Conciliar bishops sought to correct the problems and abuses in Catholic liturgy as it had been allowed to languish since the Tridentine reforms. Culture is not enough. Catechesis is not enough. And it must be said: the assumption of participation isn’t quite enough either.
[40.] Nevertheless, from the fact that the liturgical celebration obviously entails activity, it does not follow that everyone must necessarily have something concrete to do beyond the actions and gestures, as if a certain specific liturgical ministry must necessarily be given to the individuals to be carried out by them.

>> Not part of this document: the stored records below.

//! End-to-end tests for the map endpoint

mod common;

use common::spawn_app;
use flate2::write::GzEncoder;
use flate2::Compression;
use serde_json::json;
use std::io::Write;
use wiremock::matchers::{method, path};
use wiremock::{Mock, MockServer, ResponseTemplate};

const SITEMAP: &str = r#"<?xml version="1.0" encoding="UTF-8"?>
<urlset xmlns="http://www.sitemaps.org/schemas/sitemap/0.9">
  <url><loc>{base}/p1</loc></url>
  <url><loc>{base}/p2</loc></url>
</urlset>"#;

fn sitemap_for(base: &str) -> String {
    SITEMAP.replace("{base}", base)
}

fn gzip(data: &[u8]) -> Vec<u8> {
    let mut encoder = GzEncoder::new(Vec::new(), Compression::default());
    encoder.write_all(data).unwrap();
    encoder.finish().unwrap()
}

/// Mounts a homepage with a single anchor to /p3
async fn serve_home(server: &MockServer) {
    Mock::given(method("GET"))
        .and(path("/"))
        .respond_with(
            ResponseTemplate::new(200)
                .set_body_string(r#"<html><body><a href="/p3">three</a></body></html>"#)
                .insert_header("content-type", "text/html"),
        )
        .mount(server)
        .await;
}

async fn post_map(app: &common::TestApp, body: serde_json::Value) -> serde_json::Value {
    let response = app
        .client
        .post(app.url("/v1/map"))
        .json(&body)
        .send()
        .await
        .unwrap();
    assert_eq!(response.status().as_u16(), 200);
    response.json().await.unwrap()
}

fn links_of(body: &serde_json::Value) -> Vec<String> {
    body["links"]
        .as_array()
        .unwrap()
        .iter()
        .map(|v| v.as_str().unwrap().to_string())
        .collect()
}

#[tokio::test]
async fn test_map_sitemap_plus_harvest_ordering() {
    let app = spawn_app().await;
    let site = MockServer::start().await;
    let base = site.uri();

    Mock::given(method("GET"))
        .and(path("/sitemap.xml"))
        .respond_with(ResponseTemplate::new(200).set_body_string(sitemap_for(&base)))
        .mount(&site)
        .await;
    serve_home(&site).await;

    let body = post_map(&app, json!({"url": format!("{}/", base), "limit": 10})).await;

    assert_eq!(body["success"], true);
    assert_eq!(
        links_of(&body),
        vec![
            format!("{}/", base),
            format!("{}/p1", base),
            format!("{}/p2", base),
            format!("{}/p3", base),
        ]
    );
}

#[tokio::test]
async fn test_map_gzip_sitemap_equivalent() {
    let app = spawn_app().await;
    let site = MockServer::start().await;
    let base = site.uri();

    Mock::given(method("GET"))
        .and(path("/sitemap.xml"))
        .respond_with(
            ResponseTemplate::new(200)
                .set_body_bytes(gzip(sitemap_for(&base).as_bytes()))
                .insert_header("content-encoding", "gzip"),
        )
        .mount(&site)
        .await;
    serve_home(&site).await;

    let body = post_map(&app, json!({"url": format!("{}/", base), "limit": 10})).await;

    assert_eq!(
        links_of(&body),
        vec![
            format!("{}/", base),
            format!("{}/p1", base),
            format!("{}/p2", base),
            format!("{}/p3", base),
        ]
    );
}

#[tokio::test]
async fn test_map_gz_suffix_sitemap_via_robots_hint() {
    let app = spawn_app().await;
    let site = MockServer::start().await;
    let base = site.uri();

    Mock::given(method("GET"))
        .and(path("/robots.txt"))
        .respond_with(
            ResponseTemplate::new(200)
                .set_body_string(format!("User-agent: *\nSitemap: {}/pages.xml.gz\n", base)),
        )
        .mount(&site)
        .await;
    // The .gz payload is served without a content-encoding header
    Mock::given(method("GET"))
        .and(path("/pages.xml.gz"))
        .respond_with(ResponseTemplate::new(200).set_body_bytes(gzip(sitemap_for(&base).as_bytes())))
        .mount(&site)
        .await;
    serve_home(&site).await;

    let body = post_map(&app, json!({"url": format!("{}/", base)})).await;
    let links = links_of(&body);
    assert!(links.contains(&format!("{}/p1", base)));
    assert!(links.contains(&format!("{}/p2", base)));
}

#[tokio::test]
async fn test_map_sitemap_index_recursion() {
    let app = spawn_app().await;
    let site = MockServer::start().await;
    let base = site.uri();

    Mock::given(method("GET"))
        .and(path("/sitemap.xml"))
        .respond_with(ResponseTemplate::new(200).set_body_string(format!(
            "<sitemapindex><sitemap><loc>{}/sub.xml</loc></sitemap></sitemapindex>",
            base
        )))
        .mount(&site)
        .await;
    Mock::given(method("GET"))
        .and(path("/sub.xml"))
        .respond_with(ResponseTemplate::new(200).set_body_string(sitemap_for(&base)))
        .mount(&site)
        .await;
    serve_home(&site).await;

    let body = post_map(&app, json!({"url": format!("{}/", base)})).await;
    let links = links_of(&body);
    assert!(links.contains(&format!("{}/p1", base)));
    assert!(links.contains(&format!("{}/p2", base)));
}

#[tokio::test]
async fn test_map_plain_text_sitemap_fallback() {
    let app = spawn_app().await;
    let site = MockServer::start().await;
    let base = site.uri();

    Mock::given(method("GET"))
        .and(path("/sitemap.xml"))
        .respond_with(ResponseTemplate::new(200).set_body_string(format!(
            "# list\n{}/t1\n\nnot-a-url\n{}/t2\n",
            base, base
        )))
        .mount(&site)
        .await;
    serve_home(&site).await;

    let body = post_map(&app, json!({"url": format!("{}/", base)})).await;
    let links = links_of(&body);
    assert!(links.contains(&format!("{}/t1", base)));
    assert!(links.contains(&format!("{}/t2", base)));
    assert!(!links.iter().any(|l| l.contains("not-a-url")));
}

#[tokio::test]
async fn test_map_sitemap_only_skips_harvest() {
    let app = spawn_app().await;
    let site = MockServer::start().await;
    let base = site.uri();

    Mock::given(method("GET"))
        .and(path("/sitemap.xml"))
        .respond_with(ResponseTemplate::new(200).set_body_string(sitemap_for(&base)))
        .mount(&site)
        .await;
    serve_home(&site).await;

    let body = post_map(&app, json!({"url": format!("{}/", base), "sitemapOnly": true})).await;
    let links = links_of(&body);
    assert!(links.contains(&format!("{}/p1", base)));
    assert!(!links.contains(&format!("{}/p3", base)));
}

#[tokio::test]
async fn test_map_ignore_sitemap_harvests_only() {
    let app = spawn_app().await;
    let site = MockServer::start().await;
    let base = site.uri();

    Mock::given(method("GET"))
        .and(path("/sitemap.xml"))
        .respond_with(ResponseTemplate::new(200).set_body_string(sitemap_for(&base)))
        .mount(&site)
        .await;
    serve_home(&site).await;

    let body = post_map(&app, json!({"url": format!("{}/", base), "ignoreSitemap": true})).await;
    let links = links_of(&body);
    assert!(!links.contains(&format!("{}/p1", base)));
    assert!(links.contains(&format!("{}/p3", base)));
}

#[tokio::test]
async fn test_map_limit_one_returns_seed_only() {
    let app = spawn_app().await;
    let site = MockServer::start().await;
    let base = site.uri();

    Mock::given(method("GET"))
        .and(path("/"))
        .respond_with(ResponseTemplate::new(200).set_body_string(
            (0..200)
                .map(|i| format!(r#"<a href="/page-{}">p</a>"#, i))
                .collect::<String>(),
        ))
        .mount(&site)
        .await;

    let body = post_map(&app, json!({"url": format!("{}/", base), "limit": 1})).await;
    assert_eq!(links_of(&body), vec![format!("{}/", base)]);
}

#[tokio::test]
async fn test_map_no_duplicates() {
    let app = spawn_app().await;
    let site = MockServer::start().await;
    let base = site.uri();

    Mock::given(method("GET"))
        .and(path("/sitemap.xml"))
        .respond_with(ResponseTemplate::new(200).set_body_string(format!(
            "<urlset><url><loc>{base}/p1</loc></url><url><loc>{base}/p1</loc></url></urlset>",
            base = base
        )))
        .mount(&site)
        .await;
    Mock::given(method("GET"))
        .and(path("/"))
        .respond_with(
            ResponseTemplate::new(200)
                .set_body_string(r#"<a href="/p1">again</a><a href="/p1#frag-less">same</a>"#),
        )
        .mount(&site)
        .await;

    let body = post_map(&app, json!({"url": format!("{}/", base)})).await;
    let links = links_of(&body);
    let p1 = format!("{}/p1", base);
    assert_eq!(links.iter().filter(|l| **l == p1).count(), 1);
}

#[tokio::test]
async fn test_map_search_filter_case_insensitive() {
    let app = spawn_app().await;
    let site = MockServer::start().await;
    let base = site.uri();

    Mock::given(method("GET"))
        .and(path("/sitemap.xml"))
        .respond_with(ResponseTemplate::new(200).set_body_string(format!(
            "<urlset><url><loc>{base}/Guide-One</loc></url><url><loc>{base}/blog</loc></url></urlset>",
            base = base
        )))
        .mount(&site)
        .await;
    serve_home(&site).await;

    let body = post_map(
        &app,
        json!({"url": format!("{}/", base), "search": "guide", "sitemapOnly": true}),
    )
    .await;
    let links = links_of(&body);
    assert!(links.contains(&format!("{}/Guide-One", base)));
    assert!(!links.contains(&format!("{}/blog", base)));
}

#[tokio::test]
async fn test_map_exclude_paths() {
    let app = spawn_app().await;
    let site = MockServer::start().await;
    let base = site.uri();

    Mock::given(method("GET"))
        .and(path("/sitemap.xml"))
        .respond_with(ResponseTemplate::new(200).set_body_string(format!(
            "<urlset><url><loc>{base}/docs/a</loc></url><url><loc>{base}/private/b</loc></url></urlset>",
            base = base
        )))
        .mount(&site)
        .await;
    serve_home(&site).await;

    let body = post_map(
        &app,
        json!({"url": format!("{}/", base), "excludePaths": ["/private"]}),
    )
    .await;
    let links = links_of(&body);
    assert!(links.contains(&format!("{}/docs/a", base)));
    assert!(!links.iter().any(|l| l.contains("/private")));
}

#[tokio::test]
async fn test_map_external_hosts_skipped_in_harvest() {
    let app = spawn_app().await;
    let site = MockServer::start().await;
    let base = site.uri();

    Mock::given(method("GET"))
        .and(path("/"))
        .respond_with(ResponseTemplate::new(200).set_body_string(
            r#"<a href="http://elsewhere.test/x">ext</a><a href="/local">in</a>"#,
        ))
        .mount(&site)
        .await;

    let body = post_map(&app, json!({"url": format!("{}/", base)})).await;
    let links = links_of(&body);
    assert!(links.contains(&format!("{}/local", base)));
    assert!(!links.iter().any(|l| l.contains("elsewhere.test")));
}

#[tokio::test]
async fn test_map_missing_url_is_400() {
    let app = spawn_app().await;

    let response = app
        .client
        .post(app.url("/v1/map"))
        .json(&json!({"limit": 5}))
        .send()
        .await
        .unwrap();

    assert_eq!(response.status().as_u16(), 400);
}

Instead, catechetical instruction should strive diligently to correct those widespread superficial notions and practices often seen in recent years in this regard, and ever to instill anew in all of Christ’s faithful that sense of deep wonder before the greatness of the mystery of faith that is the Eucharist, in whose celebration the Church is forever passing from what is obsolete into newness of life: “in novitatem a vetustate”. [Cf. Missale Romanum, Feria secunda post Dominica V in Quadragesima, Collecta, p. 258]For in the celebration of the Eucharist, as in the whole Christian life which draws its power from it and leads toward it, the Church, after the manner of Saint Thomas the Apostle, prostrates herself in adoration before the Lord who was crucified, suffered and died, was buried and arose, and perpetually exclaims to him who is clothed in the fullness of his divine splendor: “My Lord and my God!” [Cf. Novo Millennio ineunte 21; cf. Jn 20,28].
“Deep wonder” is communicated less by catechesis and more by good example.